-- Records for this exercise --
=======

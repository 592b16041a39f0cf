//! The block store abstraction.
//!
//! This is the Rust rendering of the underlying block store this crate
//! consumes but never implements against real storage, collapsed to the
//! single synchronous interface this crate needs — grounded on the
//! teacher's `ReadableStorageTraits`/`WritableStorageTraits` split
//! (`storage/storage_sync.rs`), minus the byte-range/listing/erase methods
//! GEFF never uses.
//!
//! Concrete Zarr v2/N5 filesystem backings are out of scope for this crate;
//! callers bring their own [`BlockStore`] implementation. A
//! [`crate::block::MemoryStore`] test double ships for tests and examples.

use std::fmt;

use crate::element::ElementType;
use crate::error::GeffError;
use crate::value::Value;

/// An opaque compression handle, passed through to [`BlockStore::create_dataset`]
/// without inspection. The store, not this crate, is responsible for
/// actually compressing/decompressing block bytes.
#[derive(Clone, Debug, PartialEq)]
pub enum Compression {
    /// The default: Blosc, with store-defined parameters.
    Blosc(Value),
    /// No compression.
    Raw,
    /// Any other compressor, identified and configured by the store.
    Other(Value),
}

impl Default for Compression {
    fn default() -> Self {
        Compression::Blosc(Value::Null)
    }
}

/// The static attributes of a dataset: shape, block geometry, element type,
/// and compression handle.
#[derive(Clone, Debug, PartialEq)]
pub struct DatasetAttributes {
    pub dimensions: Vec<u64>,
    pub block_size: Vec<u64>,
    pub element_type: ElementType,
    pub compression: Compression,
}

impl DatasetAttributes {
    #[must_use]
    pub fn rank(&self) -> usize {
        self.dimensions.len()
    }
}

/// A single block, as returned by [`BlockStore::read_block`] or accepted by
/// [`BlockStore::write_block`].
///
/// `data` is laid out in column-major order at `element_type`'s native
/// size, covering exactly `size` (which may be shorter than `block_size`
/// along any axis for a boundary block).
#[derive(Clone, Debug, PartialEq)]
pub struct Block {
    pub size: Vec<u64>,
    pub data: crate::element::Elements,
}

/// A path within a group, e.g. `"nodes/ids"`.
pub type StorePath<'a> = &'a str;

/// The block store trait this crate is generic over.
///
/// Implementations back a group in a Zarr v2 store, an N5 store, or
/// anything else with the same block-addressable shape. Every method takes
/// a path relative to the group root; implementations normalize path
/// separators to `/`, stripping any leading slash.
pub trait BlockStore {
    /// Does the group at `path` exist?
    fn group_exists(&self, path: StorePath) -> Result<bool, GeffError>;

    /// Does the dataset at `path` exist?
    fn dataset_exists(&self, path: StorePath) -> Result<bool, GeffError>;

    /// The raw attribute document at `path` (a group or dataset), as a
    /// typed [`Value`] tree. Returns `Value::Null` (not an error) if no
    /// attributes have been set.
    fn attributes(&self, path: StorePath) -> Result<Value, GeffError>;

    /// Fetch a single attribute by dotted `key` (e.g. `"geff/geff_version"`).
    /// Returns `None` if absent.
    fn get_attribute(&self, path: StorePath, key: &str) -> Result<Option<Value>, GeffError>;

    /// Set a single attribute by dotted `key`, merging into the existing
    /// attribute document.
    fn set_attribute(&self, path: StorePath, key: &str, value: Value) -> Result<(), GeffError>;

    /// The static attributes of an existing dataset.
    fn dataset_attributes(&self, path: StorePath) -> Result<DatasetAttributes, GeffError>;

    /// Create a dataset at `path` with the given attributes. Replaces any
    /// existing dataset at that path; datasets are never mutated in place.
    fn create_dataset(&self, path: StorePath, attrs: DatasetAttributes) -> Result<(), GeffError>;

    /// Read one block at grid coordinate `grid_coord`.
    fn read_block(&self, path: StorePath, attrs: &DatasetAttributes, grid_coord: &[u64]) -> Result<Block, GeffError>;

    /// Write one block at grid coordinate `grid_coord`.
    fn write_block(&self, path: StorePath, attrs: &DatasetAttributes, grid_coord: &[u64], block: Block) -> Result<(), GeffError>;
}

impl fmt::Debug for dyn BlockStore + '_ {
    fn fmt(&self, f: &mut fmt::Formatter<'_>) -> fmt::Result {
        f.write_str("dyn BlockStore")
    }
}
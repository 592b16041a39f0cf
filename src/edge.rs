//! The Edge Codec: projects edge records to/from
//! `edges/ids` + `edges/props/*/values`.
//!
//! An edge's id is never stored on disk; it is its position in
//! `edges/ids`, assigned sequentially on read.

use serde::{Deserialize, Serialize};

use crate::block::{read_dataset, read_dataset_as, write_dataset, BlockStore, Compression};
use crate::element::{ElementType, Elements};
use crate::error::GeffError;

pub const DEFAULT_SCORE: f64 = -1.0;
pub const DEFAULT_DISTANCE: f64 = -1.0;

/// A single edge record.
#[derive(Clone, Debug, Serialize, Deserialize)]
pub struct Edge {
    pub id: i32,
    pub source_node_id: i32,
    pub target_node_id: i32,
    pub score: f64,
    pub distance: f64,
}

fn f64_eq(a: f64, b: f64) -> bool {
    a == b || (a.is_nan() && b.is_nan())
}

impl PartialEq for Edge {
    fn eq(&self, other: &Self) -> bool {
        self.id == other.id
            && self.source_node_id == other.source_node_id
            && self.target_node_id == other.target_node_id
            && f64_eq(self.score, other.score)
            && f64_eq(self.distance, other.distance)
    }
}

impl Edge {
    #[must_use]
    pub fn new(id: i32, source_node_id: i32, target_node_id: i32) -> Self {
        Self {
            id,
            source_node_id,
            target_node_id,
            score: DEFAULT_SCORE,
            distance: DEFAULT_DISTANCE,
        }
    }

    /// Whether this edge's endpoints are the same node.
    #[must_use]
    pub fn is_self_loop(&self) -> bool {
        self.source_node_id == self.target_node_id
    }
}

const IDS_PATH: &str = "edges/ids";
const SCORE_PATH: &str = "edges/props/score/values";
const DISTANCE_PATH: &str = "edges/props/distance/values";

fn check_length(path: &str, actual: u64, expected: u64) -> Result<(), GeffError> {
    if actual != expected {
        return Err(GeffError::LengthMismatch {
            path: path.to_string(),
            expected,
            actual,
        });
    }
    Ok(())
}

fn read_optional_f64(store: &dyn BlockStore, path: &str, n: u64, default: f64) -> Result<Vec<f64>, GeffError> {
    if !store.dataset_exists(path)? {
        return Ok(vec![default; n as usize]);
    }
    let data = read_dataset_as(store, path, ElementType::F64)?.into_f64().unwrap();
    check_length(path, data.len() as u64, n)?;
    Ok(data)
}

/// Read the edges collection.
///
/// # Errors
/// - [`GeffError::MissingRequiredDataset`] if `edges/ids` is absent.
/// - [`GeffError::RankMismatch`] if `edges/ids` is not rank 2 with a
///   leading dimension of 2.
/// - [`GeffError::LengthMismatch`] if `score`/`distance` disagree with `E`.
pub fn read<S: BlockStore + ?Sized>(store: &S) -> Result<Vec<Edge>, GeffError> {
    if !store.dataset_exists(IDS_PATH)? {
        return Err(GeffError::MissingRequiredDataset(IDS_PATH.to_string()));
    }
    let attrs = store.dataset_attributes(IDS_PATH)?;
    if attrs.rank() != 2 || attrs.dimensions[0] != 2 {
        return Err(GeffError::RankMismatch {
            path: IDS_PATH.to_string(),
            expected: 2,
            actual: attrs.rank(),
        });
    }
    let e = attrs.dimensions[1];

    let (raw, _) = read_dataset(store, IDS_PATH)?;
    let raw = crate::element::coerce(&raw, ElementType::I32, IDS_PATH)?.into_i32().unwrap();

    let score = read_optional_f64(store, SCORE_PATH, e, DEFAULT_SCORE)?;
    let distance = read_optional_f64(store, DISTANCE_PATH, e, DEFAULT_DISTANCE)?;

    let mut edges = Vec::with_capacity(e as usize);
    for i in 0..e as usize {
        edges.push(Edge {
            id: i as i32,
            source_node_id: raw[2 * i],
            target_node_id: raw[2 * i + 1],
            score: score[i],
            distance: distance[i],
        });
    }
    Ok(edges)
}

/// Write the edges collection. Edge ids are not persisted; an edge's
/// position in `edges` determines its id on the next read.
pub fn write<S: BlockStore + ?Sized>(store: &S, edges: &[Edge], chunk_size: u64, compression: Compression) -> Result<(), GeffError> {
    let e = edges.len() as u64;

    let mut ids_buf = Vec::with_capacity(2 * e as usize);
    for edge in edges {
        ids_buf.push(edge.source_node_id);
        ids_buf.push(edge.target_node_id);
    }
    write_dataset(store, IDS_PATH, &[2, e], &[2, chunk_size], ElementType::I32, compression.clone(), &Elements::I32(ids_buf))?;
    write_dataset(
        store,
        SCORE_PATH,
        &[e],
        &[chunk_size],
        ElementType::F64,
        compression.clone(),
        &Elements::F64(edges.iter().map(|edge| edge.score).collect()),
    )?;
    write_dataset(
        store,
        DISTANCE_PATH,
        &[e],
        &[chunk_size],
        ElementType::F64,
        compression,
        &Elements::F64(edges.iter().map(|edge| edge.distance).collect()),
    )?;
    Ok(())
}

#[cfg(test)]
mod tests {
    use super::*;
    use crate::block::MemoryStore;

    #[test]
    fn round_trips_assigning_sequential_ids() {
        let store = MemoryStore::new();
        let mut edges = vec![Edge::new(99, 0, 1), Edge::new(42, 1, 2)];
        edges[0].score = 0.9;
        edges[0].distance = 3.5;
        write(&store, &edges, 1000, Compression::default()).unwrap();
        let back = read(&store).unwrap();
        assert_eq!(back.len(), 2);
        assert_eq!(back[0].id, 0);
        assert_eq!(back[1].id, 1);
        assert_eq!(back[0].source_node_id, 0);
        assert_eq!(back[0].target_node_id, 1);
        assert_eq!(back[0].score, 0.9);
        assert_eq!(back[0].distance, 3.5);
    }

    #[test]
    fn self_loop_is_detected() {
        let edge = Edge::new(0, 5, 5);
        assert!(edge.is_self_loop());
        let edge = Edge::new(0, 5, 6);
        assert!(!edge.is_self_loop());
    }

    #[test]
    fn missing_score_and_distance_default() {
        let store = MemoryStore::new();
        let edges = vec![Edge::new(0, 0, 1)];
        write(&store, &edges, 1000, Compression::default()).unwrap();
        let back = read(&store).unwrap();
        assert_eq!(back[0].score, DEFAULT_SCORE);
        assert_eq!(back[0].distance, DEFAULT_DISTANCE);
    }

    #[test]
    fn chunk_boundary_preserves_order() {
        let store = MemoryStore::new();
        let edges: Vec<Edge> = (0..15).map(|i| Edge::new(i, i, i + 1)).collect();
        write(&store, &edges, 4, Compression::default()).unwrap();
        let back = read(&store).unwrap();
        assert_eq!(back.len(), 15);
        for (i, edge) in back.iter().enumerate() {
            assert_eq!(edge.source_node_id, i as i32);
            assert_eq!(edge.target_node_id, i as i32 + 1);
        }
    }

    #[test]
    fn empty_edge_set_round_trips() {
        let store = MemoryStore::new();
        write(&store, &[], 1000, Compression::default()).unwrap();
        let back = read(&store).unwrap();
        assert!(back.is_empty());
    }
}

=======

Of the lines above, show those in which "iter" appears.

        &Elements::F64(edges.iter().map(|edge| edge.score).collect()),
        &Elements::F64(edges.iter().map(|edge| edge.distance).collect()),
        for (i, edge) in back.iter().enumerate() {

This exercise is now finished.